Cinta Bagi Yang Memberikan Cinta



Syaikh ‘Abdul Qadir Jailani R.A berkata: Ketahuilah, bahwa ada dua macam manusia: Manusia yang dianugerahi nikmat dan manusia yang mendapatkan cobaan sesuai dengan ketentuan Tuhannya.

Adapun orang yang dianugerahi nikmat, dia tidak luput dari kesusahan dan kekeruhan atas apa yang dianugerahkan kepadanya. Dia baru menyadari kenikmatan itu apabila telah tiba ketentuan Allah kepadanya, yang membuatnya sedih, berupa bencana dan musibah, baik penyakit, kelaparan, dan berbagai musibah lainnya, seperti yang menimpa jiwa, harta, keluarga, dan anak-anak.

Ia menjadi susah dengan semua itu.

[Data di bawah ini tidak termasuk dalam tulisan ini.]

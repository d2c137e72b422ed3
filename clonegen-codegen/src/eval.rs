//! Reference evaluator for synthesized bodies.
//!
//! Interprets copy and zero bodies over a dynamic [`Value`] model so their
//! semantics can be checked without compiling the rendered output. Plain
//! duplication of a [`Value`] shares dynamic sequences, exactly like a
//! structural copy of a slice header would.

use crate::classify::Classifier;
use crate::closure::Synthesis;
use crate::copy::{CopyBody, ElementCopy, SequenceKind};
use crate::error::CodegenError;
use crate::zero::{ZeroBody, ZeroTest};
use clonegen_schema::{BuiltinDef, BuiltinMarker, RecordDef, TypeDef, TypeRef, TypeTable};
use indexmap::IndexMap;
use std::cell::RefCell;
use std::rc::Rc;

/// Concrete value stored in a capability slot.
#[derive(Debug, Clone, PartialEq)]
pub struct Tagged {
    /// Runtime type of the value.
    pub concrete: String,
    /// The value itself.
    pub value: Value,
}

/// Dynamic value of a table type.
#[derive(Debug, Clone, PartialEq)]
pub enum Value {
    /// Boolean.
    Bool(bool),
    /// Integer.
    Int(i64),
    /// Floating point number.
    Float(f64),
    /// String.
    Str(String),
    /// Builtin value without a structural model, compared by text.
    Opaque(String),
    /// Record fields in declaration order.
    Record(IndexMap<String, Value>),
    /// Fixed sequence, duplicated element by element.
    Array(Vec<Value>),
    /// Dynamic sequence, shared on plain duplication.
    Seq(Rc<RefCell<Vec<Value>>>),
    /// Capability slot.
    Capability(Option<Box<Tagged>>),
}

impl Value {
    /// Creates a dynamic sequence.
    #[must_use]
    pub fn seq(items: Vec<Value>) -> Self {
        Self::Seq(Rc::new(RefCell::new(items)))
    }

    /// Creates a record from field/value pairs.
    pub fn record<'f>(fields: impl IntoIterator<Item = (&'f str, Value)>) -> Self {
        Self::Record(
            fields
                .into_iter()
                .map(|(name, value)| (name.to_string(), value))
                .collect(),
        )
    }

    /// Creates a filled capability slot.
    #[must_use]
    pub fn capability(concrete: impl Into<String>, value: Value) -> Self {
        Self::Capability(Some(Box::new(Tagged {
            concrete: concrete.into(),
            value,
        })))
    }

    /// Creates a string value.
    #[must_use]
    pub fn str(s: impl Into<String>) -> Self {
        Self::Str(s.into())
    }

    /// Returns a record field.
    #[must_use]
    pub fn field(&self, name: &str) -> Option<&Value> {
        match self {
            Self::Record(fields) => fields.get(name),
            _ => None,
        }
    }

    /// Returns a mutable record field.
    pub fn field_mut(&mut self, name: &str) -> Option<&mut Value> {
        match self {
            Self::Record(fields) => fields.get_mut(name),
            _ => None,
        }
    }

    /// Returns the shared storage of a dynamic sequence.
    #[must_use]
    pub fn as_seq(&self) -> Option<&Rc<RefCell<Vec<Value>>>> {
        match self {
            Self::Seq(items) => Some(items),
            _ => None,
        }
    }

    /// Returns the number of elements of a sequence.
    #[must_use]
    pub fn len(&self) -> Option<usize> {
        match self {
            Self::Seq(items) => Some(items.borrow().len()),
            Self::Array(items) => Some(items.len()),
            _ => None,
        }
    }

    /// Returns true if both values are dynamic sequences sharing storage.
    #[must_use]
    pub fn shares_storage(&self, other: &Value) -> bool {
        match (self, other) {
            (Self::Seq(a), Self::Seq(b)) => Rc::ptr_eq(a, b),
            _ => false,
        }
    }

    /// Duplicates the value with fresh storage for every dynamic sequence.
    #[must_use]
    pub fn detach(&self) -> Value {
        match self {
            Self::Record(fields) => Self::Record(
                fields
                    .iter()
                    .map(|(name, value)| (name.clone(), value.detach()))
                    .collect(),
            ),
            Self::Array(items) => Self::Array(items.iter().map(Value::detach).collect()),
            Self::Seq(items) => Self::seq(items.borrow().iter().map(Value::detach).collect()),
            Self::Capability(Some(tagged)) => Self::capability(
                tagged.concrete.clone(),
                tagged.value.detach(),
            ),
            other => other.clone(),
        }
    }

    /// Builds the zero value of a type.
    ///
    /// # Errors
    /// Returns `CodegenError::UnresolvedType` for names missing from the table.
    pub fn zero_of(table: &TypeTable, type_ref: &TypeRef) -> Result<Value, CodegenError> {
        match type_ref {
            TypeRef::Named(name) => {
                let (_, def) = table
                    .resolve_alias(name, "zero value")
                    .map_err(CodegenError::from_schema)?;
                match def {
                    TypeDef::Builtin(builtin) => Ok(builtin_zero(builtin)),
                    TypeDef::FixedSequence { length, element } => {
                        let items = (0..*length)
                            .map(|_| Value::zero_of(table, element))
                            .collect::<Result<Vec<_>, _>>()?;
                        Ok(Value::Array(items))
                    }
                    TypeDef::DynamicSequence(_) => Ok(Value::seq(Vec::new())),
                    TypeDef::Record(record) => record_zero(table, record),
                    TypeDef::Alias(_) => Err(CodegenError::evaluation(format!(
                        "alias '{}' did not resolve",
                        name
                    ))),
                }
            }
            TypeRef::Inline(record) => record_zero(table, record),
        }
    }
}

fn record_zero(table: &TypeTable, record: &RecordDef) -> Result<Value, CodegenError> {
    let mut fields = IndexMap::with_capacity(record.len());
    for (name, type_ref) in &record.fields {
        fields.insert(name.clone(), Value::zero_of(table, type_ref)?);
    }
    Ok(Value::Record(fields))
}

fn builtin_zero(builtin: &BuiltinDef) -> Value {
    match builtin.marker {
        BuiltinMarker::Capability => return Value::Capability(None),
        BuiltinMarker::SequenceOfExternal => return Value::seq(Vec::new()),
        BuiltinMarker::Value | BuiltinMarker::SetLike => {}
    }
    let Some(literal) = builtin.zero_literal.as_deref() else {
        return Value::Opaque(String::new());
    };
    if let Ok(b) = literal.parse::<bool>() {
        Value::Bool(b)
    } else if let Ok(i) = literal.parse::<i64>() {
        Value::Int(i)
    } else if let Ok(f) = literal.parse::<f64>() {
        Value::Float(f)
    } else if let Some(s) = literal.strip_prefix('"').and_then(|s| s.strip_suffix('"')) {
        Value::Str(s.to_string())
    } else {
        Value::Opaque(literal.to_string())
    }
}

/// Applies synthesized bodies to dynamic values.
pub struct Evaluator<'a> {
    table: &'a TypeTable,
    synthesis: &'a Synthesis,
    classifier: Classifier<'a>,
}

impl<'a> Evaluator<'a> {
    /// Creates an evaluator over one synthesis of `table`.
    #[must_use]
    pub fn new(table: &'a TypeTable, synthesis: &'a Synthesis) -> Self {
        Self {
            table,
            synthesis,
            classifier: Classifier::new(table),
        }
    }

    /// Deep-copies `value` with the generated copy of `type_name`.
    ///
    /// # Errors
    /// Returns `CodegenError::Evaluation` if no copy was generated for the
    /// type or the value does not match its shape.
    pub fn copy(&mut self, type_name: &str, value: &Value) -> Result<Value, CodegenError> {
        let table = self.table;
        let (canonical, _) = table
            .resolve_alias(type_name, "evaluation")
            .map_err(CodegenError::from_schema)?;
        let synthesis = self.synthesis;
        let body = synthesis.copy_body(canonical).ok_or_else(|| {
            CodegenError::evaluation(format!("no copy generated for '{}'", canonical))
        })?;
        self.apply_copy(canonical, body, value)
    }

    /// Evaluates the generated zero predicate of `type_name`.
    ///
    /// # Errors
    /// Returns `CodegenError::Evaluation` if no predicate was generated for
    /// the type or the value does not match its shape.
    pub fn is_zero(&mut self, type_name: &str, value: &Value) -> Result<bool, CodegenError> {
        let table = self.table;
        let (canonical, def) = table
            .resolve_alias(type_name, "evaluation")
            .map_err(CodegenError::from_schema)?;
        let synthesis = self.synthesis;
        let body = synthesis.zero_body(canonical).ok_or_else(|| {
            CodegenError::evaluation(format!("no zero predicate generated for '{}'", canonical))
        })?;

        match body {
            ZeroBody::EqualsZeroValue => {
                Ok(*value == Value::zero_of(table, &TypeRef::named(canonical))?)
            }
            ZeroBody::AllFields(tests) => {
                let TypeDef::Record(record) = def else {
                    return Err(CodegenError::evaluation(format!(
                        "'{}' has field tests but is not a record",
                        canonical
                    )));
                };
                for test in tests {
                    let field_value = field_of(value, &test.name, canonical)?;
                    let type_ref = record.fields.get(&test.name).ok_or_else(|| {
                        CodegenError::evaluation(format!(
                            "'{}' declares no field '{}'",
                            canonical, test.name
                        ))
                    })?;
                    if !self.holds(&test.test, type_ref, field_value)? {
                        return Ok(false);
                    }
                }
                Ok(true)
            }
            ZeroBody::AllElements(test) => {
                let (TypeDef::FixedSequence { element, .. }, Value::Array(items)) = (def, value)
                else {
                    return Err(CodegenError::evaluation(format!(
                        "value does not match the shape of '{}'",
                        canonical
                    )));
                };
                for item in items {
                    if !self.holds(test, element, item)? {
                        return Ok(false);
                    }
                }
                Ok(true)
            }
        }
    }

    /// Applies one zero test to a constituent of type `type_ref`.
    fn holds(
        &mut self,
        test: &ZeroTest,
        type_ref: &TypeRef,
        value: &Value,
    ) -> Result<bool, CodegenError> {
        Ok(match test {
            ZeroTest::Literal(_) | ZeroTest::ZeroValue(_) => {
                *value == Value::zero_of(self.table, type_ref)?
            }
            ZeroTest::Empty { .. } => value.len() == Some(0),
            ZeroTest::Unset => matches!(value, Value::Capability(None)),
            ZeroTest::Delegate(target) => self.is_zero(target, value)?,
        })
    }

    fn apply_copy(
        &mut self,
        type_name: &str,
        body: &CopyBody,
        value: &Value,
    ) -> Result<Value, CodegenError> {
        match (body, value) {
            (CopyBody::Trivial | CopyBody::Shallow, _) => Ok(value.clone()),
            (
                CopyBody::Sequence {
                    kind: SequenceKind::Dynamic,
                    element,
                },
                Value::Seq(items),
            ) => {
                let items = items.borrow();
                let mut out = Vec::with_capacity(items.len());
                for item in items.iter() {
                    out.push(self.copy_element(element, item)?);
                }
                Ok(Value::seq(out))
            }
            (
                CopyBody::Sequence {
                    kind: SequenceKind::Fixed(_),
                    element,
                },
                Value::Array(items),
            ) => {
                let mut out = Vec::with_capacity(items.len());
                for item in items {
                    out.push(self.copy_element(element, item)?);
                }
                Ok(Value::Array(out))
            }
            (CopyBody::Record { .. }, Value::Record(fields)) => {
                let mut out = fields.clone();
                for field in body.overrides() {
                    let original = field_of(value, &field.name, type_name)?;
                    let copied = self.copy_element(&field.copy, original)?;
                    out.insert(field.name.clone(), copied);
                }
                Ok(Value::Record(out))
            }
            _ => Err(CodegenError::evaluation(format!(
                "value does not match the shape of '{}'",
                type_name
            ))),
        }
    }

    fn copy_element(&mut self, copy: &ElementCopy, value: &Value) -> Result<Value, CodegenError> {
        match copy {
            ElementCopy::Assign => Ok(value.clone()),
            ElementCopy::External(_) => Ok(value.detach()),
            ElementCopy::Helper(target) => self.copy(target, value),
            ElementCopy::Capability(capability) => match value {
                Value::Capability(None) => Ok(Value::Capability(None)),
                Value::Capability(Some(tagged)) => {
                    let copied = self.copy_concrete(&tagged.concrete, &tagged.value)?;
                    Ok(Value::capability(tagged.concrete.clone(), copied))
                }
                _ => Err(CodegenError::evaluation(format!(
                    "expected a '{}' capability slot",
                    capability
                ))),
            },
        }
    }

    /// Copies the concrete value behind a capability through its own type.
    fn copy_concrete(&mut self, concrete: &str, value: &Value) -> Result<Value, CodegenError> {
        if self.synthesis.copy_body(concrete).is_some() {
            return self.copy(concrete, value);
        }
        if self.classifier.is_value_name(concrete, "capability variant")? {
            return Ok(value.clone());
        }
        Err(CodegenError::evaluation(format!(
            "capability variant '{}' has no generated copy",
            concrete
        )))
    }
}

fn field_of<'v>(value: &'v Value, field: &str, owner: &str) -> Result<&'v Value, CodegenError> {
    value.field(field).ok_or_else(|| {
        CodegenError::evaluation(format!("'{}' value has no field '{}'", owner, field))
    })
}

Seakan-akan ia tidak pernah diberi kenikmatan. Ia lupa kepada nikmat dan kelezatan yang telah dia rasakan. Ketika dia kaya harta, pangkat, jabatan, dan aman dari gangguan musuh, seakan-akan tidak akan ada cobaan yang menimpanya.

Sebaliknya tatkala dia sedang diuji dengan cobaan, seolah tidak ada kenikmatan yang dapat diraihnya. Semua itu karena ketidaktahuannya akan Allah SWT.

Jika dia tahu bahwa Allah yang mengatur semua itu sesuai dengan kehendak-Nya, bahwa Dia mengubah dan menukar, mengayakan dan memiskinkan, mengangkat dan menjatuhkan, menghidupkan dan mematikan, mendahulukan dan mengakhirkan, maka ia tidak akan pernah merasa tenang dengan kenikmatan yang diperolehnya, tidak terpedaya dengannya, dan tidak akan putus asa terhadap datangnya kelapangan setelah ditimpa musibah.

Juga, karena kebodohannya akan dunia, maka dia merasa tenang dengannya, hingga berharap memperoleh kejernihan tanpa kekeruhan di situ, dan lupa kalau dunia itu adalah tempat bala’, kesulitan, beban, dan kesusahan.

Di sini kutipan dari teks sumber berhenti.